All raw and processed MR images were visually inspected for artifacts and processed using an automated image processing pipeline that integrates FreeSurfer (http://surfer.nmr.mgh.harvard.edu) with in-house software [33]. Cortical gray matter, WM, and CSF boundaries were reconstructed from T1-weighted structural images using FreeSurfer (version 5.3) and subcortical regions were automatically segmented according to a subcortical atlas [34]. Using previously detailed methods [33], diffusion MRI data underwent eddy current correction in the phase-encode direction with displacements modeled as a function of spatial location, gradient orientation, and gradient strength, and correction for head motion with rigid-body registration. Spatial and intensity distortions caused by B0 field inhomogeneity were corrected by aligning b = 0 images acquired in opposite phase encoding direction using nonlinear registration and correcting subsequent images using the displacement volume. The b = 0 images were registered to T1 images using mutual information after coarse pre-alignment to atlas brains, and diffusion images were aligned with a fixed rotation and translation relative to the T1 image. For cortical surface-based analyses, RSI metrics were sampled with linear interpolation from 0.8 to 2.0 mm from the gray/white matter boundary and, to minimize partial volume effects, were computed using a weighted average based on the proportion of gray matter in each voxel [35]. RSI cortical surface maps were registered to common space and smoothed with a FWHM 10 mm kernel. WM fiber tracts were labeled using AtlasTrack, a WM fiber atlas based on prior probability and orientation information [36], and voxels containing primarily gray matter or CSF were excluded from WM [34]. T1 images were used to nonlinearly coregister brains to common space and diffusion orientation estimates were compared to atlas orientations to refine voxel-wise probabilities of belonging to a given fiber. All raw and processed structural and diffusion images underwent visual quality control. Manual editing of the cortical surface reconstruction, including adding white matter control points or removing mislabeled non-brain voxels, was conducted when applicable; the majority of scans underwent at least minimal editing.

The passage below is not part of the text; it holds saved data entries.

//! Payment repository
//!
//! - list: INNER JOIN through lease to tenant and property, newest first
//! - create: INSERT with status Paid

use sqlx::{Executor, Sqlite, SqlitePool};

use super::DbError;
use crate::models::{NewPayment, PaymentWithParties, PAYMENT_PAID};

/// Payment repository
pub struct PaymentRepo<'a> {
    pool: &'a SqlitePool,
}

impl<'a> PaymentRepo<'a> {
    pub fn new(pool: &'a SqlitePool) -> Self {
        Self { pool }
    }

    /// Payments with a complete lease chain, by payment_date DESC then id DESC.
    pub async fn list(&self) -> Result<Vec<PaymentWithParties>, DbError> {
        let rows = sqlx::query_as::<_, PaymentWithParties>(
            r#"
            SELECT
                pay.id, pay.lease_id, pay.amount, pay.payment_date, pay.status,
                t.first_name, t.last_name,
                p.name AS property_name
            FROM payments pay
            JOIN leases l ON l.id = pay.lease_id
            JOIN tenants t ON t.id = l.tenant_id
            JOIN properties p ON p.id = l.property_id
            ORDER BY pay.payment_date DESC, pay.id DESC
            "#,
        )
        .fetch_all(self.pool)
        .await?;

        Ok(rows)
    }

    pub async fn create(&self, payment: &NewPayment) -> Result<i64, DbError> {
        insert(self.pool, payment).await
    }
}

pub(crate) async fn insert<'e, E>(executor: E, payment: &NewPayment) -> Result<i64, DbError>
where
    E: Executor<'e, Database = Sqlite>,
{
    let result = sqlx::query(
        "INSERT INTO payments (lease_id, amount, payment_date, status) VALUES (?, ?, ?, ?)",
    )
    .bind(payment.lease_id)
    .bind(payment.amount)
    .bind(&payment.payment_date)
    .bind(PAYMENT_PAID)
    .execute(executor)
    .await?;

    Ok(result.last_insert_rowid())
}

#[cfg(test)]
mod tests {
    use super::*;
    use crate::db::repos::test_support::{seeded_db, write_unchecked};

    #[tokio::test]
    async fn seeded_payments_newest_first() {
        let (_dir, db) = seeded_db().await;
        let payments = db.payments().list().await.unwrap();

        assert_eq!(payments.len(), 2);
        assert_eq!(payments[0].payment.payment_date, "2024-02-05");
        assert_eq!(payments[0].first_name, "Jane");
        assert_eq!(payments[0].last_name, "Smith");
        assert_eq!(payments[0].property_name, "Oak Ridge House");
        assert_eq!(payments[0].payment.amount, 2500.0);

        assert_eq!(payments[1].payment.payment_date, "2024-02-01");
        assert_eq!(payments[1].first_name, "John");
        assert_eq!(payments[1].property_name, "Sunset Apartments - Unit 101");
        assert_eq!(payments[1].payment.status, "Paid");
    }

    #[tokio::test]
    async fn same_date_breaks_tie_by_newest_id() {
        let (_dir, db) = seeded_db().await;
        let repo = db.payments();
        let first = repo.create(&NewPayment::new(1, 10.0, "2024-03-01").unwrap()).await.unwrap();
        let second = repo.create(&NewPayment::new(2, 20.0, "2024-03-01").unwrap()).await.unwrap();

        let payments = repo.list().await.unwrap();
        assert_eq!(payments[0].payment.id, second);
        assert_eq!(payments[1].payment.id, first);
    }

    #[tokio::test]
    async fn unknown_lease_is_rejected() {
        let (_dir, db) = seeded_db().await;
        let err = db
            .payments()
            .create(&NewPayment::new(77, 10.0, "2024-03-01").unwrap())
            .await
            .unwrap_err();
        assert!(err.is_constraint());
    }

    #[tokio::test]
    async fn broken_lease_chain_is_left_out() {
        let (_dir, db) = seeded_db().await;
        write_unchecked(
            &db,
            &[
                // lease 3 points at a tenant that does not exist
                "INSERT INTO leases (id, property_id, tenant_id, start_date, end_date, monthly_rent) \
                 VALUES (3, 3, 99, '2024-01-01', '2024-12-31', 1800)",
                "INSERT INTO payments (lease_id, amount, payment_date) VALUES (3, 1800, '2024-04-01')",
                // lease 42 does not exist at all
                "INSERT INTO payments (lease_id, amount, payment_date) VALUES (42, 500, '2024-05-01')",
            ],
        )
        .await;

        let payments = db.payments().list().await.unwrap();
        assert_eq!(payments.len(), 2);
        assert!(payments.iter().all(|p| p.payment.lease_id <= 2));
        assert_eq!(payments[0].payment.payment_date, "2024-02-05");
    }
}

Computation of RSI metrics

For primary analyses, RSI measures were computed in regions of interest (averaged between left and right hemispheres), identified based upon their early involvement in AD, including the entorhinal cortex and hippocampus, which are targets of early AD neuropathology and neurodegeneration, and eight WM limbic and association fibers (cingulum, corpus callosum, fornix, inferior fronto-occipital fasciculus, inferior longitudinal fasciculus, parahippocampal cingulum, superior longitudinal fasciculus, and uncinate). Exploratory analyses also examined RSI measures in global white and cortical gray matter, across cortical gray matter surface vertices, and in four additional subcortical regions (thalamus, putamen, caudate, and amygdala). Global white and gray matter measures were calculated as the mean across all WM fibers or all cortical gray matter, respectively. Computed metrics included restricted isotropic diffusion (RI), a measure of highly restricted, non-oriented diffusion that likely corresponds with the intracellular fraction; neurite density (ND), a measure of oriented restricted diffusion that accounts for multiple diffusion orientations, presumably reflecting cellular processes such as axons, dendrites, or glial processes; hindered isotropic diffusion (HI), a measure of non-restricted diffusion that is hindered by cellular barriers and consistent with diffusion within large cell bodies or the extracellular space; and isotropic free water (IF), a measure of cerebrospinal fluid (Additional file 1: Table S1) [24, 27]. All measures were computed in cortical and subcortical gray matter, while HI was not examined in WM fibers due its poor representation in WM [24].

Statistical analysis

Differences in demographic and health factors by APOE genotype were examined using analyses of variance for continuous variables or chi-squared tests for categorical variables. BMI was adjusted for sex.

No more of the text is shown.